Figure 9.

Long-term gene expression in 3T3-J2-coated and HSC-coated microtissues. 3T3-J2 fibroblasts or primary human HSCs were coated onto the surface of the polymerized collagen-based PHH microtissues and cultured for ∼6 weeks. Quantitative gene expression of albumin, ornithine transcarbamylase (OTC), hepatic transcription factors (CEBPa and HNF4a), CYP enzymes (CYP1A2, CYP2A6, CYP2B6, CYP2C8, CYP2C9, CYP2C19, CYP2D6, and CYP3A4), canalicular transporter (MRP2), basolateral transporter (SLCO1B1), and nuclear receptors (AHR, CAR, PXR, and RXR) in 3T3-J2-coated microtissues (a) and HSC-coated microtissues (b) at 2, 4, and 6 weeks as compared to freshly thawed PHHs (line 2⁰) that were immediately lysed in suspension for RNA (i.e., expression levels in the coated microtissues at the 2⁰ line are near identical to the levels in freshly thawed PHHs).
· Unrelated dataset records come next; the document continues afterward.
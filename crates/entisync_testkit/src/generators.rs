//! Property-based test generators using proptest.
//!
//! Provides strategies for generating remote snapshots and local mirrors
//! that keep identifiers unique.

use entisync_protocol::{RemoteEntity, Rid};
use proptest::prelude::*;
use std::collections::BTreeSet;

/// Strategy for generating remote identifiers.
pub fn rid_strategy() -> impl Strategy<Value = Rid> {
    prop::string::string_regex("[a-z][a-z0-9]{0,7}")
        .expect("Invalid regex")
        .prop_map(Rid::new)
}

/// Strategy for generating payload bytes.
pub fn payload_strategy() -> impl Strategy<Value = Vec<u8>> {
    prop::collection::vec(any::<u8>(), 0..32)
}

/// Strategy for generating a remote entity with the given identifier.
pub fn remote_entity_strategy(rid: Rid) -> impl Strategy<Value = RemoteEntity> {
    (
        payload_strategy(),
        prop::option::of("[0-9]{1,3}"),
        prop::bool::ANY,
    )
        .prop_map(move |(body, revision, seen)| {
            let mut entity = RemoteEntity::with_rid(rid.as_str()).part("BODY", body);
            entity.remote_revision = revision;
            if seen {
                entity = entity.flag("\\Seen");
            }
            entity
        })
}

/// Strategy for generating a set of distinct remote identifiers.
pub fn rid_set_strategy(max: usize) -> impl Strategy<Value = BTreeSet<String>> {
    prop::collection::btree_set("[a-z]{1,4}", 0..=max)
}

/// Strategy for generating a remote snapshot and a local mirror that
/// overlap on some identifiers.
///
/// Yields `(remote, local)` where both are lists of distinct identifiers;
/// each identifier lands on the remote side, the local side or both.
pub fn overlapping_rids_strategy(max: usize) -> impl Strategy<Value = (Vec<String>, Vec<String>)> {
    prop::collection::btree_map("[a-z]{1,4}", 0u8..3, 0..=max).prop_map(|sides| {
        let mut remote = Vec::new();
        let mut local = Vec::new();
        for (rid, side) in sides {
            match side {
                0 => remote.push(rid),
                1 => local.push(rid),
                _ => {
                    remote.push(rid.clone());
                    local.push(rid);
                }
            }
        }
        (remote, local)
    })
}
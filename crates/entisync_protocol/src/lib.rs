//! # entisync protocol
//!
//! Types exchanged between a session and the store it mirrors.
//!
//! This crate provides:
//! - `Tag`, the per-request correlation number
//! - `Command`/`Response`, the request vocabulary
//! - `RemoteEntity`/`LocalEntity`, the two sides of a reconciliation
//! - `Inbound`, what a connection delivers to its session
//!
//! This is a pure protocol crate with no I/O operations. All types derive
//! serde traits; the byte format is left to the codec that ships them.

#![deny(unsafe_code)]
#![warn(missing_docs)]

mod command;
mod entity;
mod error;
mod tag;

pub use command::{Command, FetchDepth, FetchSelector, Inbound, Response};
pub use entity::{EntityKind, Gid, LocalEntity, LocalId, RemoteEntity, Rid, Scope};
pub use error::{ProtocolError, ProtocolResult};
pub use tag::{Tag, TagAllocator};

/// Protocol version spoken by this client.
pub const PROTOCOL_VERSION: u32 = 4;
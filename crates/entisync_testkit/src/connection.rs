//! Loopback connection to a [`MemoryStore`].

use crate::store::{MemoryStore, StoreReply};
use entisync_core::{CoreError, CoreResult};
use entisync_job::Connection;
use entisync_protocol::{Command, Inbound, Tag};
use tokio::sync::mpsc::{unbounded_channel, UnboundedReceiver, UnboundedSender};

/// A [`Connection`] answered by a [`MemoryStore`] on the same thread.
///
/// Responses are queued on the inbound channel while the command is
/// written, and reach the session on a later tick of the event loop.
#[derive(Debug)]
pub struct LoopbackConnection {
    store: MemoryStore,
    inbound: Option<UnboundedSender<Inbound>>,
}

impl LoopbackConnection {
    /// Creates a connection to `store`.
    pub fn new(store: MemoryStore) -> Self {
        Self {
            store,
            inbound: None,
        }
    }

    /// Returns the store this connection talks to.
    pub fn store(&self) -> &MemoryStore {
        &self.store
    }
}

impl Connection for LoopbackConnection {
    fn open(&mut self) -> CoreResult<UnboundedReceiver<Inbound>> {
        let hello = self
            .store
            .accept()
            .ok_or_else(|| CoreError::connection_failed("store refused the connection"))?;
        let (sender, receiver) = unbounded_channel();
        sender
            .send(hello)
            .map_err(|e| CoreError::connection_failed(e.to_string()))?;
        self.inbound = Some(sender);
        Ok(receiver)
    }

    fn send(&mut self, tag: Tag, command: &Command) -> CoreResult<()> {
        let Some(inbound) = self.inbound.as_ref() else {
            return Err(CoreError::connection_failed("not connected"));
        };

        for message in self.store.take_injected() {
            inbound
                .send(message)
                .map_err(|e| CoreError::connection_failed(e.to_string()))?;
        }

        match self.store.process(command) {
            StoreReply::Respond(responses) => {
                for response in responses {
                    inbound
                        .send(Inbound::Response { tag, response })
                        .map_err(|e| CoreError::connection_failed(e.to_string()))?;
                }
                Ok(())
            }
            StoreReply::Close(reason) => {
                if let Err(error) = inbound.send(Inbound::Closed { reason }) {
                    tracing::debug!(%error, "session stopped listening before close");
                }
                self.inbound = None;
                self.store.disconnect();
                Ok(())
            }
        }
    }

    fn close(&mut self) {
        if self.inbound.take().is_some() {
            self.store.disconnect();
        }
    }
}
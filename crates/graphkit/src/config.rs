//! Configuration for the Graph client

use crate::http::{RedirectOptions, RetryOptions};
use http::HeaderMap;
use secrecy::SecretString;
use std::time::Duration;

/// Default request timeout.
pub const DEFAULT_TIMEOUT: Duration = Duration::from_secs(100);

/// Configuration for the Graph client.
#[derive(Debug, Clone)]
pub struct ClientConfig {
    /// Static bearer token, used when no token provider is injected
    pub access_token: Option<SecretString>,

    /// Service root, e.g. `https://graph.microsoft.com`
    pub base_url: Option<String>,

    /// API version path segment, e.g. `v1.0` or `beta`
    pub api_version: Option<String>,

    /// Default timeout for requests
    pub timeout: Duration,

    /// Retry behaviour for throttled responses
    pub retry: RetryOptions,

    /// Redirect behaviour
    pub redirect: RedirectOptions,

    /// Custom headers to include with every request
    pub default_headers: HeaderMap,

    /// Connection pool configuration
    pub connection_pool: ConnectionPoolConfig,
}

impl Default for ClientConfig {
    fn default() -> Self {
        Self {
            access_token: None,
            base_url: None,
            api_version: None,
            timeout: DEFAULT_TIMEOUT,
            retry: RetryOptions::default(),
            redirect: RedirectOptions::default(),
            default_headers: HeaderMap::new(),
            connection_pool: ConnectionPoolConfig::default(),
        }
    }
}

impl ClientConfig {
    /// Create a new configuration with a static access token.
    pub fn with_access_token(token: impl Into<String>) -> Self {
        Self {
            access_token: Some(SecretString::new(token.into().into_boxed_str())),
            ..Default::default()
        }
    }

    /// Service root with the API version appended, without a trailing slash.
    pub fn service_root(&self) -> String {
        let base = self
            .base_url
            .as_deref()
            .unwrap_or(crate::DEFAULT_BASE_URL)
            .trim_end_matches('/');
        let version = self
            .api_version
            .as_deref()
            .unwrap_or(crate::DEFAULT_API_VERSION)
            .trim_matches('/');
        format!("{base}/{version}")
    }

    /// Load configuration from environment variables.
    ///
    /// A `.env` file in the working directory is read first. This will look for:
    /// - `GRAPH_ACCESS_TOKEN` for a static bearer token
    /// - `GRAPH_BASE_URL` for the service root
    /// - `GRAPH_API_VERSION` for the API version
    /// - `GRAPH_TIMEOUT` for request timeout (in seconds)
    /// - `GRAPH_MAX_RETRIES` for maximum retry attempts
    /// - `GRAPH_RETRY_DELAY_MS` for the base backoff delay (in milliseconds)
    /// - `GRAPH_MAX_REDIRECTS` for maximum redirects followed
    ///
    /// # Errors
    ///
    /// Returns an error if `GRAPH_MAX_REDIRECTS` exceeds the allowed maximum.
    #[cfg(feature = "env")]
    pub fn from_env() -> Result<Self, crate::error::Error> {
        use std::env;

        let _ = dotenvy::dotenv();
        let mut config = Self::default();

        if let Ok(token) = env::var("GRAPH_ACCESS_TOKEN") {
            config.access_token = Some(SecretString::new(token.into_boxed_str()));
        }

        if let Ok(base_url) = env::var("GRAPH_BASE_URL") {
            config.base_url = Some(base_url);
        }

        if let Ok(api_version) = env::var("GRAPH_API_VERSION") {
            config.api_version = Some(api_version);
        }

        if let Ok(timeout_str) = env::var("GRAPH_TIMEOUT")
            && let Ok(timeout_secs) = timeout_str.parse::<u64>()
        {
            config.timeout = Duration::from_secs(timeout_secs);
        }

        if let Ok(max_retries_str) = env::var("GRAPH_MAX_RETRIES")
            && let Ok(max_retries) = max_retries_str.parse::<u32>()
        {
            config.retry.set_max_retries(max_retries);
        }

        if let Ok(delay_str) = env::var("GRAPH_RETRY_DELAY_MS")
            && let Ok(delay_ms) = delay_str.parse::<u64>()
        {
            config.retry.set_delay(Duration::from_millis(delay_ms));
        }

        if let Ok(max_redirects_str) = env::var("GRAPH_MAX_REDIRECTS")
            && let Ok(max_redirects) = max_redirects_str.parse::<u32>()
        {
            config.redirect = RedirectOptions::new(max_redirects)?;
        }

        Ok(config)
    }

    /// Merge this configuration with another, with the other taking precedence.
    ///
    /// Fields of `other` still at their default value do not override. Retry and
    /// redirect options carrying a predicate always override.
    pub fn merge(mut self, other: ClientConfig) -> Self {
        let defaults = ClientConfig::default();

        if other.access_token.is_some() {
            self.access_token = other.access_token;
        }
        if other.base_url.is_some() {
            self.base_url = other.base_url;
        }
        if other.api_version.is_some() {
            self.api_version = other.api_version;
        }
        if other.timeout != defaults.timeout {
            self.timeout = other.timeout;
        }
        if !other.retry.is_default() {
            self.retry = other.retry;
        }
        if !other.redirect.is_default() {
            self.redirect = other.redirect;
        }
        for (key, value) in other.default_headers.iter() {
            self.default_headers.insert(key.clone(), value.clone());
        }

        self
    }
}

/// Configuration for HTTP connection pooling.
#[derive(Debug, Clone)]
pub struct ConnectionPoolConfig {
    /// Maximum number of idle connections per host
    pub max_idle_per_host: usize,

    /// Idle connection timeout
    pub idle_timeout: Duration,

    /// Connection establishment timeout
    pub connect_timeout: Duration,
}

impl Default for ConnectionPoolConfig {
    fn default() -> Self {
        Self {
            max_idle_per_host: 10,
            idle_timeout: Duration::from_secs(90),
            connect_timeout: Duration::from_secs(30),
        }
    }
}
Arrows indicate detectable levels at the 2⁰ line. For expression levels denoted ND (not detectable), amplification was not observed for the given gene within 40 cycles of quantitative polymerase chain reaction (qPCR). Statistical significance for gene expression levels is displayed for 3T3-J2 coated and HSC coated at 2, 4, and 6 weeks relative to freshly thawed PHHs (*p ≤ 0.05, +p ≤ 0.01, ‡p ≤ 0.001, #p ≤ 0.0001).